▸ **Problem**
Beginning with the first line of the data below, extract each line up to and including the one containing "pub struct Config". Copy them exactly and add nothing.

------ Dataset excerpts ------

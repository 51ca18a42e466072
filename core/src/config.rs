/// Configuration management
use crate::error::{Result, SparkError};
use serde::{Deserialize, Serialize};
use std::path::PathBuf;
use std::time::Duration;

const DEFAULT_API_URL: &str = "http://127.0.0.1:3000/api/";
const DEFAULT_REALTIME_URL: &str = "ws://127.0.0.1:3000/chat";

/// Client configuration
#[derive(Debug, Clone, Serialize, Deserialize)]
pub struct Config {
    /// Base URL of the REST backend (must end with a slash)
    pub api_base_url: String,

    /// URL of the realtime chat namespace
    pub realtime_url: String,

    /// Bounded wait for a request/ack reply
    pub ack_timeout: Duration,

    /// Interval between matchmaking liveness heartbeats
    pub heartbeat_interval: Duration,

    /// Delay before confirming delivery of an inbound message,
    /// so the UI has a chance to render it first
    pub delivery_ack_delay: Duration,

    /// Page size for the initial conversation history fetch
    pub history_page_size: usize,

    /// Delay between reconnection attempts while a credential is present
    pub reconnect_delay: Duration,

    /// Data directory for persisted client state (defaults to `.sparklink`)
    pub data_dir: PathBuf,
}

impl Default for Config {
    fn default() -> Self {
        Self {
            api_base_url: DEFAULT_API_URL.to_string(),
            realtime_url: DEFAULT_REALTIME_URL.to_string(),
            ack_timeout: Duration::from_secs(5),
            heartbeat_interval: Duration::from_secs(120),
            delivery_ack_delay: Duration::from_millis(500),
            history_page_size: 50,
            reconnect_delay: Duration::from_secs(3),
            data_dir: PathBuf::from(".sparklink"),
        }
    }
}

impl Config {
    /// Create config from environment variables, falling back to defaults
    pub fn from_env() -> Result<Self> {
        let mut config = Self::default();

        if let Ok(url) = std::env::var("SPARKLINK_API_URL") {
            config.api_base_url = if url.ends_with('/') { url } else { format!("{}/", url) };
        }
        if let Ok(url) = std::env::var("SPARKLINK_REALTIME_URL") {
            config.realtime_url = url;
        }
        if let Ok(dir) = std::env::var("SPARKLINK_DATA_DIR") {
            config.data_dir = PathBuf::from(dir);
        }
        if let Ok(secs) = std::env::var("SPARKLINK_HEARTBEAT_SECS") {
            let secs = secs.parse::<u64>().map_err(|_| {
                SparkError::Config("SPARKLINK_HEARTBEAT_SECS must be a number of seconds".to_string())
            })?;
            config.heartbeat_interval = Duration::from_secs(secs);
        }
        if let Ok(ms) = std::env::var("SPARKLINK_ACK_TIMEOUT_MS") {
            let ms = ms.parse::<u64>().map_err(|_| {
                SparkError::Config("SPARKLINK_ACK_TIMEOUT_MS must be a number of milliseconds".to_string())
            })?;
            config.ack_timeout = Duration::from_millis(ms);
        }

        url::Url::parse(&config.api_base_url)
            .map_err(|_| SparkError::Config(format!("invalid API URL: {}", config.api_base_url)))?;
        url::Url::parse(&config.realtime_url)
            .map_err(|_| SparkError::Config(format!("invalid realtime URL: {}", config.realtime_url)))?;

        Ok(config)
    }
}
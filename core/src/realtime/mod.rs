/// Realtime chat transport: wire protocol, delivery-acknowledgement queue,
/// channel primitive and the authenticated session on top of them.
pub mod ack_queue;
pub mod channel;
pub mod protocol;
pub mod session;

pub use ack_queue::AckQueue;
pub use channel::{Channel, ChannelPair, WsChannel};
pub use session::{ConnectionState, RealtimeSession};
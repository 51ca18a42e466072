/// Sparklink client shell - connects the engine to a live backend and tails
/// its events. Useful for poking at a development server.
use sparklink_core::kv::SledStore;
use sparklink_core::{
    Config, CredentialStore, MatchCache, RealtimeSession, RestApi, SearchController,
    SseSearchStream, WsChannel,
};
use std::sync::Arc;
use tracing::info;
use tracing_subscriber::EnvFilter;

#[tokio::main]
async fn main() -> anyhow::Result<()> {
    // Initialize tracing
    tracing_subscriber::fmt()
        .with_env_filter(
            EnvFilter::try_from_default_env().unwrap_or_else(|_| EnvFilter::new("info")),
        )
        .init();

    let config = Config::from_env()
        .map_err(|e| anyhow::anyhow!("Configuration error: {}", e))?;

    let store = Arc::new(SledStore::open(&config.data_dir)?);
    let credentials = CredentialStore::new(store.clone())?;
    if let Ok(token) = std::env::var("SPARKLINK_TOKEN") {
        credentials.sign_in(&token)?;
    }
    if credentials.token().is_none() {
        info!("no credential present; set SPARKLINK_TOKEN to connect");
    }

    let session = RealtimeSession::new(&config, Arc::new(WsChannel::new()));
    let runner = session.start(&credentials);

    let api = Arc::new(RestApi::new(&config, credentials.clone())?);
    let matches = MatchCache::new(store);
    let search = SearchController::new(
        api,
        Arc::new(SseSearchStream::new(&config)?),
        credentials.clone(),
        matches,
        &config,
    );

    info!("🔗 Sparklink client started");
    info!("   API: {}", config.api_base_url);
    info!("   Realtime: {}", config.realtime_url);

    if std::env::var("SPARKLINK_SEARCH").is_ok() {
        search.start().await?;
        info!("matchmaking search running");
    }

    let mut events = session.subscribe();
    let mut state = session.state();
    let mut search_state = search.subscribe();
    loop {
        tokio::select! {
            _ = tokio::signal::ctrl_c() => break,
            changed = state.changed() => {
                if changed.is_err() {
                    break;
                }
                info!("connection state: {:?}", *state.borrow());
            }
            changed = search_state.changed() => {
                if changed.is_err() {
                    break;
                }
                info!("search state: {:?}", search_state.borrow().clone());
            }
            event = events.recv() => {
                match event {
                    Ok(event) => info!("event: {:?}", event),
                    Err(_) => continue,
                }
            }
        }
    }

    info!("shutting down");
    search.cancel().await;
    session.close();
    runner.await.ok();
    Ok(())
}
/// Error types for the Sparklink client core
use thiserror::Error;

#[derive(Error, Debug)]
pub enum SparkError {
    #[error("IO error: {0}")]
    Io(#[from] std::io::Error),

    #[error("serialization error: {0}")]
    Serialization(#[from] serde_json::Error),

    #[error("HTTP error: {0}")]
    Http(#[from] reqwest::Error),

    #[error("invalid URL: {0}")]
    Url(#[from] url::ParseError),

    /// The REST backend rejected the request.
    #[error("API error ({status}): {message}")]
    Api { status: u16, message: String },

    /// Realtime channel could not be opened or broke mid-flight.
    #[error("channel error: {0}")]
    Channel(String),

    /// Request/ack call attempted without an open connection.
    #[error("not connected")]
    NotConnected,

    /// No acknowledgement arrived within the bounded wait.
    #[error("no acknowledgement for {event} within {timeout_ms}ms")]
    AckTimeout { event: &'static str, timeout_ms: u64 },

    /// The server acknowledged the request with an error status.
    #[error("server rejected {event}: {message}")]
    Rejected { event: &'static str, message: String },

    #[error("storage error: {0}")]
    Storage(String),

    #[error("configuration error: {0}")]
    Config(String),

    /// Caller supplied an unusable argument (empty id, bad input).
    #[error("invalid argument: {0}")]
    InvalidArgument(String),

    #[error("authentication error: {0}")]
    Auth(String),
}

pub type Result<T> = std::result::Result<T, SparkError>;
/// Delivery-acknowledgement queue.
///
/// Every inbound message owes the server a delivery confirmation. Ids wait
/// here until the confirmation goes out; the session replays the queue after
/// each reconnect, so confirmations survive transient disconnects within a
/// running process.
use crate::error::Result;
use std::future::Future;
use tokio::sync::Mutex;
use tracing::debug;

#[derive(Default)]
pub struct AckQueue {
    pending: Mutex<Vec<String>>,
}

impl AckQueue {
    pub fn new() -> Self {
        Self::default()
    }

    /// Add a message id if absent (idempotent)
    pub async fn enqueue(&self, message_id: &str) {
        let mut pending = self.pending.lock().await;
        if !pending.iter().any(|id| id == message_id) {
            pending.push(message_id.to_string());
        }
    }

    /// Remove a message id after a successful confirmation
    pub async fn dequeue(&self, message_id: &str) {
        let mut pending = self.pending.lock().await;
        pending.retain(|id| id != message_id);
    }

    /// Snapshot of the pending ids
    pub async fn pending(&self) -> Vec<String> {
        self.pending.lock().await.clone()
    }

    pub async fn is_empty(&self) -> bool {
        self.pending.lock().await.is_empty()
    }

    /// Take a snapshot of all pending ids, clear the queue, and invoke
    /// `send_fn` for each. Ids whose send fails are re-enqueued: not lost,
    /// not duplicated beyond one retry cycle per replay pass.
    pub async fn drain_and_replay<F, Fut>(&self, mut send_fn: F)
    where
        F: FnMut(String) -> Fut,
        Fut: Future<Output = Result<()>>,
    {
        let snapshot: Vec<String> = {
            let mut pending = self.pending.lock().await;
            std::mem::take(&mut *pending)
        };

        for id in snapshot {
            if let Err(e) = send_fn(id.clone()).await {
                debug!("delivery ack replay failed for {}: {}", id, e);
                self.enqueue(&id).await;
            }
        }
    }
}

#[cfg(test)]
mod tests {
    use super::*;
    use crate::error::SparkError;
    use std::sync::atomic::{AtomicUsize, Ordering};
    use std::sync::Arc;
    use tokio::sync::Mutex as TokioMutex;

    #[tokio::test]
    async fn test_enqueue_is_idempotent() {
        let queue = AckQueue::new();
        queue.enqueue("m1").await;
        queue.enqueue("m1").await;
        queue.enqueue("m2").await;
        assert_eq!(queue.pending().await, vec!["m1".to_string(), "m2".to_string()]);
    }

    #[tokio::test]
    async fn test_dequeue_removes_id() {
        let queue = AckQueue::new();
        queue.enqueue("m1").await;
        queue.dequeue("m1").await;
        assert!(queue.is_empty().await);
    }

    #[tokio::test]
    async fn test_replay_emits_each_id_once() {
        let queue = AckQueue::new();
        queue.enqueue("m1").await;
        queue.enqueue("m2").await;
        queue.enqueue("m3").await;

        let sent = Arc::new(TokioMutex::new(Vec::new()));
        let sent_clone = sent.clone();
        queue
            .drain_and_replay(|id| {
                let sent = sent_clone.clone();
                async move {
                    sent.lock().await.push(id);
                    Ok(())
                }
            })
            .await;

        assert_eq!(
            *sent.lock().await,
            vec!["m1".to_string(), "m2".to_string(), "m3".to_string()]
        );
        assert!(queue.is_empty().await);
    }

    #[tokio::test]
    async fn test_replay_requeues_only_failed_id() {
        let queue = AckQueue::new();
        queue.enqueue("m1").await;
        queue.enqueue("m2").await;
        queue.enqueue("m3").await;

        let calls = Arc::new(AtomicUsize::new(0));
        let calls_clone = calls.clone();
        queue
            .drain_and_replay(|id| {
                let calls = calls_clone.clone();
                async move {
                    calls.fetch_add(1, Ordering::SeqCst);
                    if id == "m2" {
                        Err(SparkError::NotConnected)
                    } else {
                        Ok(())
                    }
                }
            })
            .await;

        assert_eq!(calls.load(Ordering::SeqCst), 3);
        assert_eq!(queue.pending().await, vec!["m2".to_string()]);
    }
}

------

▸ **Your solution**
repository 51ca18a42e466072
filename core/src/config.rs
/// Configuration management
use crate::error::{Result, SparkError};
use serde::{Deserialize, Serialize};
use std::path::PathBuf;
use std::time::Duration;

const DEFAULT_API_URL: &str = "http://127.0.0.1:3000/api/";
const DEFAULT_REALTIME_URL: &str = "ws://127.0.0.1:3000/chat";

/// Client configuration
#[derive(Debug, Clone, Serialize, Deserialize)]
pub struct Config {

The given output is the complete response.